- [Records drawn from a dataset]
* * *

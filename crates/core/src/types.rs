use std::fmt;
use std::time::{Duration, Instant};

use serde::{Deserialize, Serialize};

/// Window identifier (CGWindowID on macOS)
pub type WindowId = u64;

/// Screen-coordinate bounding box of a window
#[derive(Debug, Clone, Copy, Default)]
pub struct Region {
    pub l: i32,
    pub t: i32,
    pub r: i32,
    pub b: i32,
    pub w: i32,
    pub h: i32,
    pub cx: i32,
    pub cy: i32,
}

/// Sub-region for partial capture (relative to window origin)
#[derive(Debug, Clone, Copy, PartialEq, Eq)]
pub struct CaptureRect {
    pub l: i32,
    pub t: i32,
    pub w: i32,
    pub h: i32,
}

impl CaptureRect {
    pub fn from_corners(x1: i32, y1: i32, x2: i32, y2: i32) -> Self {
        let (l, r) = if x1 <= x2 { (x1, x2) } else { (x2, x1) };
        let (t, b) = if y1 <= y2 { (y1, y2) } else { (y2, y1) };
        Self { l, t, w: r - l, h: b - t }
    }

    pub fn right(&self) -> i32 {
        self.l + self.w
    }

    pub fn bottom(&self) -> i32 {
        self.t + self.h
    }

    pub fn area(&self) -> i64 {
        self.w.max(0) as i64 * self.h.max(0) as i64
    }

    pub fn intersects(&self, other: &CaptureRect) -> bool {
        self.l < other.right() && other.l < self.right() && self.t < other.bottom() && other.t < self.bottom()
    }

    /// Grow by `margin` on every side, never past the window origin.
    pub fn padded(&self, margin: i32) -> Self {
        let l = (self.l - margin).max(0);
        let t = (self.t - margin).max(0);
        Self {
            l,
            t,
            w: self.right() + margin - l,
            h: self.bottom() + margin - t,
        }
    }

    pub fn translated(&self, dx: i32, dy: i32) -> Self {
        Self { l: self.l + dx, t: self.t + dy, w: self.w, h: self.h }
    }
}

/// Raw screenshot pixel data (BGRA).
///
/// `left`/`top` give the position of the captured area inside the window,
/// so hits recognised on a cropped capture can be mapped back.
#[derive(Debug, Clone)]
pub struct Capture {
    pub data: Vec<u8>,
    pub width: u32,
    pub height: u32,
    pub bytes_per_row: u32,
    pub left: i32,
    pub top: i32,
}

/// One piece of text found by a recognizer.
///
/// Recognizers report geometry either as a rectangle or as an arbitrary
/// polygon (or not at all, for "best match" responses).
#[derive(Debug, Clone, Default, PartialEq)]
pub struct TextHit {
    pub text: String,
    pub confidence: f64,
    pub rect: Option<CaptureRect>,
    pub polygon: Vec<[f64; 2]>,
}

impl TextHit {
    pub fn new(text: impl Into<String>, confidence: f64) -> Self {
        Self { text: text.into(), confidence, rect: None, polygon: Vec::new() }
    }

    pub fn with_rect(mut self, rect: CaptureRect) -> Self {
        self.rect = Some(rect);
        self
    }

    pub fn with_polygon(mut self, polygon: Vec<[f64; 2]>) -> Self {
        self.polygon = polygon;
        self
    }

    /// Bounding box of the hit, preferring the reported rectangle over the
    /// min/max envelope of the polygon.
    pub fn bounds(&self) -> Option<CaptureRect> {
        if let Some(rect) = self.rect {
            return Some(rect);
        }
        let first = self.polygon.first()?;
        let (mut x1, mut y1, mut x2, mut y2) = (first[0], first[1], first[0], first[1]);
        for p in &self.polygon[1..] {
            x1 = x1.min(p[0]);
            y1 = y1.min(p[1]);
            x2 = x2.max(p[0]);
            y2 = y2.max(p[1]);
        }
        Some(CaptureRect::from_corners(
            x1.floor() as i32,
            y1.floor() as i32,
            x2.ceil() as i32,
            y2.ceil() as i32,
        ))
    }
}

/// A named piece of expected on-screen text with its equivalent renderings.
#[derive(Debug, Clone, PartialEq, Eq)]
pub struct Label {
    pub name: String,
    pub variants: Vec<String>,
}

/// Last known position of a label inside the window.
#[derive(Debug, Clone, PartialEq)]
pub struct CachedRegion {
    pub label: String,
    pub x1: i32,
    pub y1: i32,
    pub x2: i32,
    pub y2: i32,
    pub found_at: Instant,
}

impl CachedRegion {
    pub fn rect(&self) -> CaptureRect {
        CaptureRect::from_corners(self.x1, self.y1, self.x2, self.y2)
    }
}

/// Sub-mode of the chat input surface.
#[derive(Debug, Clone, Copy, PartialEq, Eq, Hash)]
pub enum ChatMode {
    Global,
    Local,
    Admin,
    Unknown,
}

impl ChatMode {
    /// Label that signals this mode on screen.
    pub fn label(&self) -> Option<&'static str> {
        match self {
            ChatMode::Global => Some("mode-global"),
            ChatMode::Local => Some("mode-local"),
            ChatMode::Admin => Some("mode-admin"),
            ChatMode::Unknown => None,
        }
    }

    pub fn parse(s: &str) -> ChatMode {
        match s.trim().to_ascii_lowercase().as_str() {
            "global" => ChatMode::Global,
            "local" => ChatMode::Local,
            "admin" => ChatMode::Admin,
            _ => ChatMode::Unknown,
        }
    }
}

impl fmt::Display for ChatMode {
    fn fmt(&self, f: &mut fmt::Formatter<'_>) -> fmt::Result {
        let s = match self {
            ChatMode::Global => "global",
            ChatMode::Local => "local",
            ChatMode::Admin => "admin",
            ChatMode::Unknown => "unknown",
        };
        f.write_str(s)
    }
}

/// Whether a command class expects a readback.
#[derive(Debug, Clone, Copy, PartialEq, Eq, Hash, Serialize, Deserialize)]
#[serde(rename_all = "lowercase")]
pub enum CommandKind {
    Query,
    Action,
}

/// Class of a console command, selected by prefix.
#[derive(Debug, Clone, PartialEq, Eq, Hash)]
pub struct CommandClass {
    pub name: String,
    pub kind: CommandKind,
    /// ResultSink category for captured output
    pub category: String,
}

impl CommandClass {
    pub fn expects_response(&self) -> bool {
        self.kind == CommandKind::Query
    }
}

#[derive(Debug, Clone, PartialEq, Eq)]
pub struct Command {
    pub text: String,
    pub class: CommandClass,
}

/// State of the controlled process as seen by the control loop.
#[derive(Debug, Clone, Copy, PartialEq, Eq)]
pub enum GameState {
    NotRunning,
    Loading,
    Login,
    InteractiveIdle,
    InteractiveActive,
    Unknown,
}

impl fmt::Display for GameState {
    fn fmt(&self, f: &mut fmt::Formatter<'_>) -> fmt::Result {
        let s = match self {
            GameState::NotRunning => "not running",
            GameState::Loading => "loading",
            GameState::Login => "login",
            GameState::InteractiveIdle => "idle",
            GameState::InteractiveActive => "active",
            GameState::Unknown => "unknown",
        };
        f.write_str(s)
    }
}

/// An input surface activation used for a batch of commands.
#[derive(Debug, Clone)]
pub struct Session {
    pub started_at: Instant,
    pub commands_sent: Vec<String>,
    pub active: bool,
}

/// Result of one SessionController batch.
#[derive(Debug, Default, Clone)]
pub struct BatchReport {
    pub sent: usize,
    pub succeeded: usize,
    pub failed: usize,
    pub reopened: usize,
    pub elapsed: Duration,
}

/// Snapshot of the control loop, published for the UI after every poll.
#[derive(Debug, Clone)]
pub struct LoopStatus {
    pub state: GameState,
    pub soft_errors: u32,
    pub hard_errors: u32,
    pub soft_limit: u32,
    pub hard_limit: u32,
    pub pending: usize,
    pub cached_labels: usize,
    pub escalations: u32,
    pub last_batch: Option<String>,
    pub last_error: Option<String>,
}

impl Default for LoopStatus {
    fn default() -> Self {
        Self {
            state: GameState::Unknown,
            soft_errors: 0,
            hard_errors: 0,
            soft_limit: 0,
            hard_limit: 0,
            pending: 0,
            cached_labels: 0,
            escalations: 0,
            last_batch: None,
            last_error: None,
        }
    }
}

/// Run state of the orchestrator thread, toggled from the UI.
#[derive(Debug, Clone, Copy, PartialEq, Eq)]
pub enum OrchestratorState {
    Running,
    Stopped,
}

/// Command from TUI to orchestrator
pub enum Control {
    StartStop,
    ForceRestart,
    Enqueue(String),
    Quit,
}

* * *

Only the lines containing the word "String" should be returned from the data above.

    pub text: String,
    pub fn new(text: impl Into<String>, confidence: f64) -> Self {
    pub name: String,
    pub variants: Vec<String>,
    pub label: String,
    pub name: String,
    pub category: String,
    pub text: String,
    pub commands_sent: Vec<String>,
    pub last_batch: Option<String>,
    pub last_error: Option<String>,
    Enqueue(String),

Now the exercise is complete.